Walk Score rates New York at around 88 out of 100 for everyday pedestrian utility, which tells you how easily you can grab groceries without a car. GuruWalk measures something else entirely: how many people chose to explore a city on guided walks, and how satisfied they were. That’s traveler behavior, not urban planning theory.
That behavioral lens explains a striking trend: New York climbed 20 positions between 2024 and 2025, then another 10 for 2026. Rome holds the No. 1 global spot — a city where more than 2,700 years of history live at street level.

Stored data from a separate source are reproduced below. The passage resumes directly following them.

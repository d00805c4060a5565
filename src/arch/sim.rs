//! # Simulated Port
//!
//! A hosted stand-in for the processor. There is no real preemption: the
//! interrupt mask is a flag, a context-switch request is a counter, and
//! "interrupt context" is whatever runs inside [`SimPort::run_as_interrupt`].
//! Callers play the role of the hardware by invoking the scheduler's tick
//! and selection entry points themselves.
//!
//! State is thread-local, so every test thread is its own single-core
//! machine.

use std::cell::Cell;
use std::thread_local;

use crate::port::Port;
use crate::task::{StackWord, TaskEntry};

/// Words written below the top of stack by [`SimPort::init_stack_frame`]:
/// entry point and argument.
pub const SIM_FRAME_WORDS: usize = 2;

thread_local! {
    static MACHINE: Machine = const { Machine::new() };
}

struct Machine {
    masked: Cell<bool>,
    /// Number of times the mask went from clear to set.
    mask_raises: Cell<usize>,
    pending_switches: Cell<usize>,
    in_interrupt: Cell<bool>,
}

impl Machine {
    const fn new() -> Self {
        Self {
            masked: Cell::new(false),
            mask_raises: Cell::new(0),
            pending_switches: Cell::new(0),
            in_interrupt: Cell::new(false),
        }
    }

    fn set_masked(&self, masked: bool) {
        if masked && !self.masked.get() {
            self.mask_raises.set(self.mask_raises.get() + 1);
        }
        self.masked.set(masked);
    }
}

/// The simulated processor.
#[derive(Debug, Clone, Copy)]
pub struct SimPort;

impl SimPort {
    /// Put this thread's machine back into its power-on state.
    pub fn reset() {
        MACHINE.with(|m| {
            m.masked.set(false);
            m.mask_raises.set(0);
            m.pending_switches.set(0);
            m.in_interrupt.set(false);
        });
    }

    pub fn interrupts_masked() -> bool {
        MACHINE.with(|m| m.masked.get())
    }

    /// How often the interrupt mask has been raised from the unmasked
    /// state since the last reset.
    pub fn mask_raises() -> usize {
        MACHINE.with(|m| m.mask_raises.get())
    }

    /// Context-switch requests not yet serviced.
    pub fn pending_switches() -> usize {
        MACHINE.with(|m| m.pending_switches.get())
    }

    /// Service all pending context-switch requests. Returns whether there
    /// were any.
    pub fn take_pending_switch() -> bool {
        MACHINE.with(|m| m.pending_switches.replace(0) > 0)
    }

    /// Run `f` as if it were an interrupt handler.
    pub fn run_as_interrupt<R>(f: impl FnOnce() -> R) -> R {
        let was = MACHINE.with(|m| m.in_interrupt.replace(true));
        let result = f();
        MACHINE.with(|m| m.in_interrupt.set(was));
        result
    }

    /// Decode a frame written by [`SimPort::init_stack_frame`] into the
    /// entry point address and argument.
    ///
    /// # Safety
    /// `sp` must be a stack pointer returned by `init_stack_frame`.
    pub unsafe fn read_frame(sp: *const StackWord) -> (usize, *mut ()) {
        unsafe { (*sp, *sp.add(1) as *mut ()) }
    }
}

impl Port for SimPort {
    type InterruptMask = bool;
    const FRAME_WORDS: usize = SIM_FRAME_WORDS;

    unsafe fn init_stack_frame(
        top_of_stack: *mut StackWord,
        entry: TaskEntry,
        args: *mut (),
    ) -> *mut StackWord {
        unsafe {
            let sp = top_of_stack.sub(SIM_FRAME_WORDS);
            sp.write(entry as usize);
            sp.add(1).write(args as usize);
            sp
        }
    }

    unsafe fn start_first_task() -> ! {
        panic!("the simulated port cannot dispatch tasks; drive the scheduler directly");
    }

    fn request_switch() {
        MACHINE.with(|m| m.pending_switches.set(m.pending_switches.get() + 1));
    }

    fn disable_interrupts() {
        MACHINE.with(|m| m.set_masked(true));
    }

    fn enable_interrupts() {
        MACHINE.with(|m| m.set_masked(false));
    }

    fn raise_mask_from_isr() -> bool {
        MACHINE.with(|m| {
            let previous = m.masked.get();
            m.set_masked(true);
            previous
        })
    }

    fn restore_mask_from_isr(mask: bool) {
        MACHINE.with(|m| m.masked.set(mask));
    }

    fn in_interrupt() -> bool {
        MACHINE.with(|m| m.in_interrupt.get())
    }
}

By placing New York at No. 23, GuruWalk is putting it squarely in that company.
By the Numbers
- 467,000 verified reviews analyzed across 120 cities
- 3,617 tours evaluated on GuruWalk’s platform
- New York ranked No. 23 globally — the sole U.S. city in the top 100
- NYC climbed 20 positions between 2024 and 2025, then another 10 for 2026
- Rome ranked No. 1 globally for 2026
What This Means for Your Trip
New York’s dense grid and specialized tour options make it genuinely built for travelers who want to explore on foot.
GuruWalk describes New York as “a symphony of cultures, languages, and dreams colliding on the sidewalks,” — which sounds like marketing copy until you find yourself standing at the intersection of three neighborhoods, each carrying its own food tradition, its own street energy, its own reason to stop. The platform’s NYC tours span food, architecture, history, nature, and art, meaning a full day of thematic exploration is entirely possible without retracing a single block — including a trip out to Flushing for some of the city’s most distinctive culinary streets.
It’s worth being precise about what this ranking actually claims. Portland, Maine, earned a “best for exploring on foot” nod from EatingWell’s 2026 Best Wellness Towns list, and San Francisco tops some relocation-focused walkability analyses. Different goals, different metrics. GuruWalk’s specific verdict is narrower: New York leads the U.S. in guided walking-tour usage and satisfaction. That’s the lens — and by that measure, no other American city comes close.
Travelers who arrive curious and stay on foot past the obvious stops tend to find the city at its most rewarding — and according to the data, more people are discovering that every year.